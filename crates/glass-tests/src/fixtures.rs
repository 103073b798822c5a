//! Hand-assembled metadata and scratch files

use std::path::PathBuf;

const ORIENTATION_TAG: u16 = 0x0112;
const TYPE_ASCII: u16 = 2;
const TYPE_SHORT: u16 = 3;

/// A single-entry TIFF IFD holding the orientation tag
#[derive(Debug, Clone, Copy, Default)]
pub struct OrientationExif {
    pub big_endian: bool,
    /// Prefix with the `Exif\0\0` marker found in JPEG APP1 segments
    pub app1_header: bool,
}

impl OrientationExif {
    /// Block with a SHORT orientation value
    pub fn flag(&self, flag: u16) -> Vec<u8> {
        let mut value = self.u16_bytes(flag).to_vec();
        value.extend_from_slice(&[0, 0]);
        self.block(TYPE_SHORT, 1, &value)
    }

    /// Block with a 4-byte ASCII orientation value, e.g. `b"6\0\0\0"`
    pub fn ascii(&self, text: &[u8; 4]) -> Vec<u8> {
        self.block(TYPE_ASCII, 4, text)
    }

    fn block(&self, value_type: u16, count: u32, inline: &[u8]) -> Vec<u8> {
        let mut buf = Vec::new();
        if self.app1_header {
            buf.extend_from_slice(b"Exif\0\0");
        }
        buf.extend_from_slice(if self.big_endian { b"MM" } else { b"II" });
        buf.extend_from_slice(&self.u16_bytes(42));
        buf.extend_from_slice(&self.u32_bytes(8));
        buf.extend_from_slice(&self.u16_bytes(1));
        buf.extend_from_slice(&self.u16_bytes(ORIENTATION_TAG));
        buf.extend_from_slice(&self.u16_bytes(value_type));
        buf.extend_from_slice(&self.u32_bytes(count));
        buf.extend_from_slice(inline);
        buf.extend_from_slice(&self.u32_bytes(0));
        buf
    }

    fn u16_bytes(&self, v: u16) -> [u8; 2] {
        if self.big_endian { v.to_be_bytes() } else { v.to_le_bytes() }
    }

    fn u32_bytes(&self, v: u32) -> [u8; 4] {
        if self.big_endian { v.to_be_bytes() } else { v.to_le_bytes() }
    }
}

/// Little-endian orientation block without an APP1 header
pub fn orientation_exif(flag: u16) -> Vec<u8> {
    OrientationExif::default().flag(flag)
}

/// Per-test scratch directory under the system temp dir
pub fn scratch_dir(test: &str) -> anyhow::Result<PathBuf> {
    let dir = std::env::temp_dir()
        .join(format!("glass-tests-{}", std::process::id()))
        .join(test);
    std::fs::create_dir_all(&dir)?;
    Ok(dir)
}

/// Write ICC bytes into the test's scratch directory
pub fn write_icc(test: &str, name: &str, data: &[u8]) -> anyhow::Result<PathBuf> {
    let path = scratch_dir(test)?.join(name);
    std::fs::write(&path, data)?;
    Ok(path)
}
---*---
# PROBLEM TO SOLVE
Each line of the data that includes "join" should be copied.

# THE COMPLETED TASK
        .join(format!("glass-tests-{}", std::process::id()))
        .join(test);
    let path = scratch_dir(test)?.join(name);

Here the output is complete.